Earlier today, a small group of politicians hit their local supermarket to do what they haven't done probably since their days in college: shopped as if they could only afford to spend $35 weekly on food.
It was a symbolic move - most can afford to spend more than that -- but it was part of the so-called Greater Philadelphia Food Stamp Challenge sponsored by the Greater Philadelphia Coalition Against Hunger and the Jewish Federation of Greater Philadelphia.
The purpose of the challenge, open to anyone who wants to join in: to give a sense of what it's like for those who rely on food stamps in Pennsylvania, where the average monthly food stamp benefit for one person is $113.
The issue is getting even more attention these days because of the Corbett administration's plan, starting May 1, to impose a new asset test on people before they can qualify for food stamp benefits.
Elected officials participating in the challenge so far: Philadelphia Mayor Nutter; U.S. Rep. Bob Brady, a Democrat; state Sen. Vincent Hughes (D., Philadelphia); and state Reps. Tony Payton Jr. (D., Philadelphia), Cherelle Parker (D., Philadelphia), Brendan Boyle (D., Philadelphia), Vanessa Lowery Brown (D., Philadelphia) and Gene DiGirolamo (R., Bucks).
"Skipped breakfast this AM so I'll have peanut butter and jelly 4 lunch will cook tonight, day 1 food stamp challenge, will be hard," Payton said in a tweet this morning.
A few hours later, he added: "I'm already hungry again, time for my carrot snacks I cut and packed."
Aside from elected officials, about 120 others have joined the challenge, said Carey Morgan, executive director of the Greater Philadelphia Coalition Against Hunger.

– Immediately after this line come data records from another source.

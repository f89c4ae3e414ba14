//! Timeout-bounded subprocess execution.
//!
//! Used by the analyzer adapters, the test runner and subprocess patch
//! backends. Children are spawned with `kill_on_drop`, so a timed-out or
//! cancelled run never leaves a process behind.

use std::io::ErrorKind;
use std::path::Path;
use std::process::Stdio;
use std::time::{Duration, Instant};

use tokio::process::Command;
use tracing::debug;

/// Captured result of a finished process.
#[derive(Debug, Clone)]
pub struct CommandOutput {
    /// Exit code, `-1` when terminated by a signal.
    pub exit_code: i32,
    pub stdout: String,
    pub stderr: String,
    pub duration_ms: u64,
    pub success: bool,
}

#[derive(Debug, thiserror::Error)]
pub enum ProcessError {
    #[error("empty command")]
    EmptyCommand,

    #[error("{program} not found on PATH")]
    NotFound { program: String },

    #[error("failed to spawn {program}: {source}")]
    Spawn {
        program: String,
        #[source]
        source: std::io::Error,
    },

    #[error("{program} timed out after {timeout_ms} ms")]
    Timeout { program: String, timeout_ms: u64 },

    #[error("io error while waiting for {program}: {source}")]
    Io {
        program: String,
        #[source]
        source: std::io::Error,
    },
}

/// Run `argv` to completion, bounded by `timeout`.
pub async fn run_command(
    argv: &[String],
    cwd: Option<&Path>,
    timeout: Duration,
) -> Result<CommandOutput, ProcessError> {
    let (program, args) = argv.split_first().ok_or(ProcessError::EmptyCommand)?;
    let start = Instant::now();

    let mut command = Command::new(program);
    command
        .args(args)
        .stdin(Stdio::null())
        .stdout(Stdio::piped())
        .stderr(Stdio::piped())
        .kill_on_drop(true);
    if let Some(dir) = cwd {
        command.current_dir(dir);
    }

    let child = command.spawn().map_err(|source| {
        if source.kind() == ErrorKind::NotFound {
            ProcessError::NotFound {
                program: program.clone(),
            }
        } else {
            ProcessError::Spawn {
                program: program.clone(),
                source,
            }
        }
    })?;

    // Dropping the wait future on timeout drops the child, which kills it.
    let output = tokio::time::timeout(timeout, child.wait_with_output())
        .await
        .map_err(|_| ProcessError::Timeout {
            program: program.clone(),
            timeout_ms: timeout.as_millis() as u64,
        })?
        .map_err(|source| ProcessError::Io {
            program: program.clone(),
            source,
        })?;

    let duration_ms = start.elapsed().as_millis() as u64;
    let exit_code = output.status.code().unwrap_or(-1);
    debug!(program = %program, exit_code, duration_ms, "process finished");

    Ok(CommandOutput {
        exit_code,
        stdout: String::from_utf8_lossy(&output.stdout).to_string(),
        stderr: String::from_utf8_lossy(&output.stderr).to_string(),
        duration_ms,
        success: output.status.success(),
    })
}
//! Deterministic stand-ins for external collaborators (testing and dry runs).
//!
//! Patchers: `FixedPatcher`, `FnPatcher`, `FailingPatcher`, `SlowPatcher`.
//! Analyzers: `StaticFindingsAnalyzer`, `FailingAnalyzer`.

use std::sync::atomic::{AtomicUsize, Ordering};
use std::time::Duration;

use async_trait::async_trait;

use crate::domain::{Finding, FindingSource, PatchCandidate};
use crate::patcher::{candidate, PatchGenerator, PatcherError};
use crate::validation::{Analyzer, AnalyzerError};

// ---------------------------------------------------------------------------
// Patchers
// ---------------------------------------------------------------------------

/// Always returns the same patched code.
#[derive(Debug, Default)]
pub struct FixedPatcher {
    patched_code: String,
    calls: AtomicUsize,
}

impl FixedPatcher {
    pub fn new(patched_code: impl Into<String>) -> Self {
        Self {
            patched_code: patched_code.into(),
            calls: AtomicUsize::new(0),
        }
    }

    pub fn calls(&self) -> usize {
        self.calls.load(Ordering::SeqCst)
    }
}

#[async_trait]
impl PatchGenerator for FixedPatcher {
    fn name(&self) -> &str {
        "fixed"
    }

    async fn generate_patch(
        &self,
        _issue_text: &str,
        code_text: &str,
    ) -> Result<PatchCandidate, PatcherError> {
        self.calls.fetch_add(1, Ordering::SeqCst);
        Ok(candidate(self.name(), code_text, self.patched_code.clone()))
    }
}

type PatchFn = dyn Fn(&str, &str) -> String + Send + Sync;

/// Computes the patch from the (issue, code) it receives.
pub struct FnPatcher {
    f: Box<PatchFn>,
    calls: AtomicUsize,
}

impl FnPatcher {
    pub fn new(f: impl Fn(&str, &str) -> String + Send + Sync + 'static) -> Self {
        Self {
            f: Box::new(f),
            calls: AtomicUsize::new(0),
        }
    }

    /// Replace every occurrence of `from` with `to` in the code.
    pub fn replacing(from: impl Into<String>, to: impl Into<String>) -> Self {
        let (from, to) = (from.into(), to.into());
        Self::new(move |_, code| code.replace(&from, &to))
    }

    pub fn calls(&self) -> usize {
        self.calls.load(Ordering::SeqCst)
    }
}

#[async_trait]
impl PatchGenerator for FnPatcher {
    fn name(&self) -> &str {
        "fn"
    }

    async fn generate_patch(
        &self,
        issue_text: &str,
        code_text: &str,
    ) -> Result<PatchCandidate, PatcherError> {
        self.calls.fetch_add(1, Ordering::SeqCst);
        Ok(candidate(self.name(), code_text, (self.f)(issue_text, code_text)))
    }
}

/// Always fails with the configured error.
#[derive(Debug)]
pub struct FailingPatcher {
    error: PatcherError,
}

impl FailingPatcher {
    pub fn new(error: PatcherError) -> Self {
        Self { error }
    }
}

#[async_trait]
impl PatchGenerator for FailingPatcher {
    fn name(&self) -> &str {
        "failing"
    }

    async fn generate_patch(
        &self,
        _issue_text: &str,
        _code_text: &str,
    ) -> Result<PatchCandidate, PatcherError> {
        Err(self.error.clone())
    }
}

/// Sleeps before echoing the code back unchanged.
#[derive(Debug)]
pub struct SlowPatcher {
    delay: Duration,
}

impl SlowPatcher {
    pub fn new(delay: Duration) -> Self {
        Self { delay }
    }
}

#[async_trait]
impl PatchGenerator for SlowPatcher {
    fn name(&self) -> &str {
        "slow"
    }

    async fn generate_patch(
        &self,
        _issue_text: &str,
        code_text: &str,
    ) -> Result<PatchCandidate, PatcherError> {
        tokio::time::sleep(self.delay).await;
        Ok(candidate(self.name(), code_text, code_text.to_string()))
    }
}

// ---------------------------------------------------------------------------
// Analyzers
// ---------------------------------------------------------------------------

/// Reports a fixed list of findings for any input.
#[derive(Debug, Clone)]
pub struct StaticFindingsAnalyzer {
    name: String,
    source: FindingSource,
    findings: Vec<Finding>,
}

impl StaticFindingsAnalyzer {
    pub fn new(name: impl Into<String>, source: FindingSource, findings: Vec<Finding>) -> Self {
        Self {
            name: name.into(),
            source,
            findings,
        }
    }
}

#[async_trait]
impl Analyzer for StaticFindingsAnalyzer {
    fn name(&self) -> &str {
        &self.name
    }

    fn source(&self) -> FindingSource {
        self.source
    }

    async fn analyze(&self, _code: &str, _timeout: Duration) -> Result<Vec<Finding>, AnalyzerError> {
        Ok(self.findings.clone())
    }
}

/// Always fails with the configured error.
#[derive(Debug, Clone)]
pub struct FailingAnalyzer {
    name: String,
    error: AnalyzerError,
}

impl FailingAnalyzer {
    pub fn new(error: AnalyzerError) -> Self {
        Self {
            name: error.tool().to_string(),
            error,
        }
    }

    /// An analyzer whose executable is not installed.
    pub fn unavailable(tool: &str) -> Self {
        Self::new(AnalyzerError::Unavailable {
            tool: tool.to_string(),
            message: format!("{tool} not found on PATH"),
        })
    }
}

#[async_trait]
impl Analyzer for FailingAnalyzer {
    fn name(&self) -> &str {
        &self.name
    }

    fn source(&self) -> FindingSource {
        FindingSource::StaticAnalyzer
    }

    async fn analyze(&self, _code: &str, _timeout: Duration) -> Result<Vec<Finding>, AnalyzerError> {
        Err(self.error.clone())
    }
}

#[cfg(test)]
mod tests {
    use super::*;

    #[tokio::test]
    async fn test_fixed_patcher_counts_calls_and_diffs() {
        let patcher = FixedPatcher::new("x = 2\n");
        let c = patcher.generate_patch("issue", "x = 1\n").await.unwrap();
        assert_eq!(c.original_code, "x = 1\n");
        assert_eq!(c.patched_code, "x = 2\n");
        assert!(c.patch_diff.contains("-x = 1\n+x = 2\n"));
        assert_eq!(c.backend, "fixed");
        assert_eq!(patcher.calls(), 1);
    }

    #[tokio::test]
    async fn test_replacing_patcher() {
        let patcher = FnPatcher::replacing("+ name", "+ name.strip()");
        let c = patcher.generate_patch("", "q = 'a' + name\n").await.unwrap();
        assert_eq!(c.patched_code, "q = 'a' + name.strip()\n");
    }

    #[tokio::test]
    async fn test_failing_analyzer() {
        let analyzer = FailingAnalyzer::unavailable("bandit");
        assert_eq!(analyzer.name(), "bandit");
        let err = analyzer.analyze("", Duration::from_secs(1)).await.unwrap_err();
        assert_eq!(err.kind(), crate::domain::DiagnosticKind::Unavailable);
    }
}
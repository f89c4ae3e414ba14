//! Combine Layer 3 signals into one PASS/FAIL decision.

use serde_json::json;

use crate::config::PipelineConfig;
use crate::domain::{
    round_score, Finding, FindingSource, Severity, TestResult, ValidationResult, ValidationVerdict,
};

/// Aggregate analyzer findings, diff findings and the test outcome.
///
/// Rules, in order:
/// 1. any CRITICAL finding fails;
/// 2. the summed severity weight (capped at 1.0) fails at or above
///    `validation_risk_threshold`;
/// 3. an evaluated, failing test suite fails.
///
/// Every input finding is retained. A failing suite appends one
/// `TEST_RUNNER` finding after the static and diff findings.
pub fn aggregate(
    static_findings: &[Finding],
    diff_findings: &[Finding],
    test_result: Option<&TestResult>,
    config: &PipelineConfig,
) -> ValidationResult {
    let mut findings: Vec<Finding> = static_findings
        .iter()
        .chain(diff_findings.iter())
        .cloned()
        .collect();

    let risk_score = round_score(
        findings
            .iter()
            .map(|f| config.severity_weights.weight(f.severity))
            .sum::<f64>(),
    );

    let mut reasons = Vec::new();

    let critical: Vec<&Finding> = findings.iter().filter(|f| f.is_critical()).collect();
    for f in &critical {
        reasons.push(format!("critical finding {} from {:?}", f.category, f.source));
    }

    if risk_score >= config.validation_risk_threshold {
        reasons.push(format!(
            "risk score {risk_score} at or above threshold {}",
            config.validation_risk_threshold
        ));
    }

    if let Some(result) = test_result.filter(|r| r.failed()) {
        let summary = if result.timed_out {
            "test suite timed out".to_string()
        } else {
            format!("{} test failure(s)", result.failures.len().max(1))
        };
        reasons.push(summary.clone());
        findings.push(
            Finding::new(
                FindingSource::TestRunner,
                if result.timed_out {
                    "test-timeout"
                } else {
                    "test-failure"
                },
                Severity::High,
                summary,
            )
            .with_raw(json!({ "failures": result.failures })),
        );
    }

    let verdict = if reasons.is_empty() {
        ValidationVerdict::Pass
    } else {
        ValidationVerdict::Fail
    };

    ValidationResult {
        verdict,
        findings,
        test_result: test_result.cloned(),
        risk_score,
        reasons,
        analyzer_diagnostics: Vec::new(),
    }
}
//! The [`ObjectStore`] seam and its HTTP implementation.
//!
//! The fetch stage reads exactly one immutable blob per invocation.
//! Production talks to an S3-compatible service with path-style GETs;
//! tests substitute an in-memory double or a local mock server.

use async_trait::async_trait;
use tracing::{debug, warn};

use crate::error::{Result, StageError};

/// Read-only access to a single object in storage.
#[async_trait]
pub trait ObjectStore: Send + Sync {
    /// Retrieve the full bytes of `key` within `location`.
    ///
    /// # Errors
    ///
    /// [`StageError::ObjectNotFound`] when the object does not exist,
    /// [`StageError::AccessDenied`] when the read is not authorized,
    /// [`StageError::RequestFailed`] for any other storage-side
    /// failure. None of these are retried here.
    async fn get(&self, location: &str, key: &str) -> Result<Vec<u8>>;
}

/// [`ObjectStore`] backed by an S3-compatible HTTP service.
///
/// Objects are addressed path-style: `{base_url}/{location}/{key}`.
#[derive(Debug, Clone)]
pub struct HttpObjectStore {
    base_url: String,
    http: reqwest::Client,
}

impl HttpObjectStore {
    /// Create a store client for the service at `base_url`.
    pub fn new(base_url: impl Into<String>) -> Self {
        Self {
            base_url: base_url.into(),
            http: reqwest::Client::new(),
        }
    }

    /// Returns the path-style URL for an object.
    fn object_url(&self, location: &str, key: &str) -> String {
        let base = self.base_url.trim_end_matches('/');
        format!("{base}/{location}/{key}")
    }
}

#[async_trait]
impl ObjectStore for HttpObjectStore {
    async fn get(&self, location: &str, key: &str) -> Result<Vec<u8>> {
        let url = self.object_url(location, key);

        debug!(location, key, "fetching object");

        let response = self.http.get(&url).send().await?;
        let status = response.status();

        if !status.is_success() {
            warn!(location, key, status = status.as_u16(), "object fetch failed");

            if status.as_u16() == 404 {
                return Err(StageError::ObjectNotFound {
                    location: location.to_string(),
                    key: key.to_string(),
                });
            }

            if status.as_u16() == 401 || status.as_u16() == 403 {
                return Err(StageError::AccessDenied {
                    location: location.to_string(),
                    key: key.to_string(),
                });
            }

            let body = response.text().await.unwrap_or_default();
            return Err(StageError::RequestFailed(format!("HTTP {status}: {body}")));
        }

        let bytes = response.bytes().await?;
        debug!(location, key, len = bytes.len(), "object fetched");
        Ok(bytes.to_vec())
    }
}
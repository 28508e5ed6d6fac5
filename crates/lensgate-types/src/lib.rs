//! Core types for the lensgate classification pipeline.
//!
//! The pipeline is three stateless stages sequenced by an external
//! orchestrator: fetch-and-encode, infer, threshold-gate. Each stage is
//! invoked with a single JSON mapping and returns a single success
//! envelope (or fails, which is the orchestrator's signal to stop).
//! This crate holds the envelope shapes each stage reads and writes,
//! plus the process-wide stage configuration.

pub mod config;
pub mod envelope;

pub use config::StageConfig;
pub use envelope::{
    FetchBody, FetchRequest, GateBody, GateRequest, InferBody, InferRequest, StageResponse,
};
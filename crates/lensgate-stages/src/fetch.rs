//! Fetch-and-encode stage.
//!
//! Retrieves one object from storage and produces the base64 encoding
//! that moves its bytes through the pipeline envelope.

use base64::engine::general_purpose::STANDARD as BASE64;
use base64::Engine as _;
use tracing::debug;

use lensgate_types::{FetchBody, FetchRequest, StageResponse};

use crate::error::Result;
use crate::store::ObjectStore;

/// First pipeline stage: retrieve and encode an object.
///
/// Stateless; every invocation is an independent unit of work against
/// the injected [`ObjectStore`].
#[derive(Debug)]
pub struct FetchStage<S> {
    store: S,
}

impl<S: ObjectStore> FetchStage<S> {
    /// Create the stage over a storage collaborator.
    pub fn new(store: S) -> Self {
        Self { store }
    }

    /// Retrieve the referenced object and return its encoded payload.
    ///
    /// The object reference fields are echoed in the output body so
    /// downstream steps keep provenance. Storage errors propagate
    /// untouched; the stage performs no retries.
    pub async fn handle(&self, req: FetchRequest) -> Result<StageResponse<FetchBody>> {
        debug!(
            storage_location = %req.storage_location,
            object_key = %req.object_key,
            "fetch stage invoked"
        );

        let bytes = self
            .store
            .get(&req.storage_location, &req.object_key)
            .await?;
        let encoded_payload = BASE64.encode(&bytes);

        Ok(StageResponse::ok(FetchBody {
            encoded_payload,
            storage_location: req.storage_location,
            object_key: req.object_key,
        }))
    }
}
//! Threshold-gate stage.
//!
//! Inspects the probability vector and decides whether the pipeline
//! continues. The decision is control flow, not data: pass returns an
//! empty body, fail raises the fixed-sentinel error.

use tracing::debug;

use lensgate_types::{GateBody, GateRequest, StageResponse};

use crate::error::{Result, StageError};

/// Confidence a class must strictly exceed for the gate to pass.
pub const CONFIDENCE_THRESHOLD: f64 = 0.8;

/// Final pipeline stage: halt unless some class is confident enough.
#[derive(Debug, Default)]
pub struct GateStage;

impl GateStage {
    /// Create the stage. It carries no state.
    pub fn new() -> Self {
        Self
    }

    /// Pass iff any confidence is strictly greater than
    /// [`CONFIDENCE_THRESHOLD`].
    ///
    /// An empty vector never exceeds the threshold and always fails.
    /// Failure is [`StageError::ThresholdNotMet`], whose message is
    /// the sentinel the orchestrator routes to its failure path.
    pub fn handle(&self, req: GateRequest) -> Result<StageResponse<GateBody>> {
        let best = req
            .inferences
            .iter()
            .copied()
            .fold(f64::NEG_INFINITY, f64::max);
        debug!(classes = req.inferences.len(), best, "gate stage invoked");

        if req.inferences.iter().any(|&x| x > CONFIDENCE_THRESHOLD) {
            Ok(StageResponse::ok(GateBody {}))
        } else {
            Err(StageError::ThresholdNotMet)
        }
    }
}
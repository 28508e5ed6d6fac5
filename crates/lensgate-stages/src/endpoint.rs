//! The [`InferenceEndpoint`] seam and its HTTP implementation.
//!
//! The infer stage submits raw image bytes to a named hosted endpoint
//! and receives the endpoint's textual response body back. Parsing
//! that body into a probability vector is the stage's job, not the
//! client's.

use async_trait::async_trait;
use tracing::{debug, warn};

use crate::error::{Result, StageError};

/// Content type for every inference request. The hosted model accepts
/// a single binary-image media type; there is no negotiation.
pub const IMAGE_CONTENT_TYPE: &str = "image/png";

/// A hosted prediction service that classifies one image per call.
#[async_trait]
pub trait InferenceEndpoint: Send + Sync {
    /// Submit `image` to the endpoint named `endpoint` and return the
    /// raw response body.
    ///
    /// # Errors
    ///
    /// [`StageError::EndpointNotFound`] when no such endpoint exists
    /// or it is not ready, [`StageError::InferenceFailed`] when the
    /// endpoint rejects the request or fails server-side.
    async fn predict(&self, endpoint: &str, image: Vec<u8>) -> Result<Vec<u8>>;
}

/// [`InferenceEndpoint`] backed by an HTTP invocation API.
///
/// Requests are POSTed to `{base_url}/endpoints/{name}/invocations`
/// with the fixed [`IMAGE_CONTENT_TYPE`].
#[derive(Debug, Clone)]
pub struct HttpInferenceEndpoint {
    base_url: String,
    http: reqwest::Client,
}

impl HttpInferenceEndpoint {
    /// Create an endpoint client for the service at `base_url`.
    pub fn new(base_url: impl Into<String>) -> Self {
        Self {
            base_url: base_url.into(),
            http: reqwest::Client::new(),
        }
    }

    /// Returns the invocation URL for a named endpoint.
    fn invocation_url(&self, endpoint: &str) -> String {
        let base = self.base_url.trim_end_matches('/');
        format!("{base}/endpoints/{endpoint}/invocations")
    }
}

#[async_trait]
impl InferenceEndpoint for HttpInferenceEndpoint {
    async fn predict(&self, endpoint: &str, image: Vec<u8>) -> Result<Vec<u8>> {
        let url = self.invocation_url(endpoint);

        debug!(endpoint, len = image.len(), "invoking inference endpoint");

        let response = self
            .http
            .post(&url)
            .header("Content-Type", IMAGE_CONTENT_TYPE)
            .body(image)
            .send()
            .await?;
        let status = response.status();

        if !status.is_success() {
            let body = response.text().await.unwrap_or_default();
            warn!(endpoint, status = status.as_u16(), "inference invocation failed");

            if status.as_u16() == 404 {
                return Err(StageError::EndpointNotFound(endpoint.to_string()));
            }

            return Err(StageError::InferenceFailed(format!("HTTP {status}: {body}")));
        }

        let bytes = response.bytes().await?;
        debug!(endpoint, len = bytes.len(), "inference response received");
        Ok(bytes.to_vec())
    }
}

#[cfg(test)]
mod tests {
    use super::*;

    #[test]
    fn invocation_url_construction() {
        let client = HttpInferenceEndpoint::new("https://inference.example.com");
        assert_eq!(
            client.invocation_url("img-classifier"),
            "https://inference.example.com/endpoints/img-classifier/invocations"
        );
    }

    #[test]
    fn invocation_url_strips_trailing_slash() {
        let client = HttpInferenceEndpoint::new("https://inference.example.com/");
        assert_eq!(
            client.invocation_url("ep-1"),
            "https://inference.example.com/endpoints/ep-1/invocations"
        );
    }
}
//! Process-wide stage configuration.
//!
//! The only configured value is the default inference endpoint. It is
//! injected into the infer stage at construction time so tests can
//! exercise endpoint resolution without touching the environment.

use serde::{Deserialize, Serialize};

/// Environment variable naming the default inference endpoint.
///
/// Read by [`StageConfig::from_env`], which the CLI entry point uses;
/// library consumers construct a [`StageConfig`] directly.
pub const ENDPOINT_ENV: &str = "LENSGATE_ENDPOINT";

/// Configuration shared by stage handlers within one process.
#[derive(Debug, Clone, Default, Serialize, Deserialize)]
pub struct StageConfig {
    /// Endpoint invoked when the input envelope names none.
    #[serde(default)]
    pub default_endpoint: Option<String>,
}

impl StageConfig {
    /// Configuration with an explicit default endpoint.
    pub fn with_endpoint(endpoint: impl Into<String>) -> Self {
        Self {
            default_endpoint: Some(endpoint.into()),
        }
    }

    /// Read the default endpoint from [`ENDPOINT_ENV`].
    ///
    /// An unset or empty variable leaves the default unconfigured.
    pub fn from_env() -> Self {
        let default_endpoint = std::env::var(ENDPOINT_ENV)
            .ok()
            .filter(|v| !v.is_empty());
        Self { default_endpoint }
    }
}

DiGirolamo said in an interview today that he is trying to come up with healthy ways to meet the $5-a-day, or $35-a-week, threshold. It hasn't been easy. For breakfast, he had a single glazed donut; for lunch, a bowl of Cheerios with a banana; for dinner. it will be pasta - he's trying to figure out if he can afford to have one meatball with it. As for drinks - that would be water, water, and more water.
"It's a challenge," he said, "and it's particularly challenging if you are trying to eat healthy."
Under the Corbett administration's new asset test, households with people under age 60 will be limited to $5,500 in assets in order to qualify for benefits. For households with people 60 and above, that limit is $9,000.
Houses, retirement benefits, and one car would not be counted as assets. Any additional vehicle worth more than $4,650 would be counted.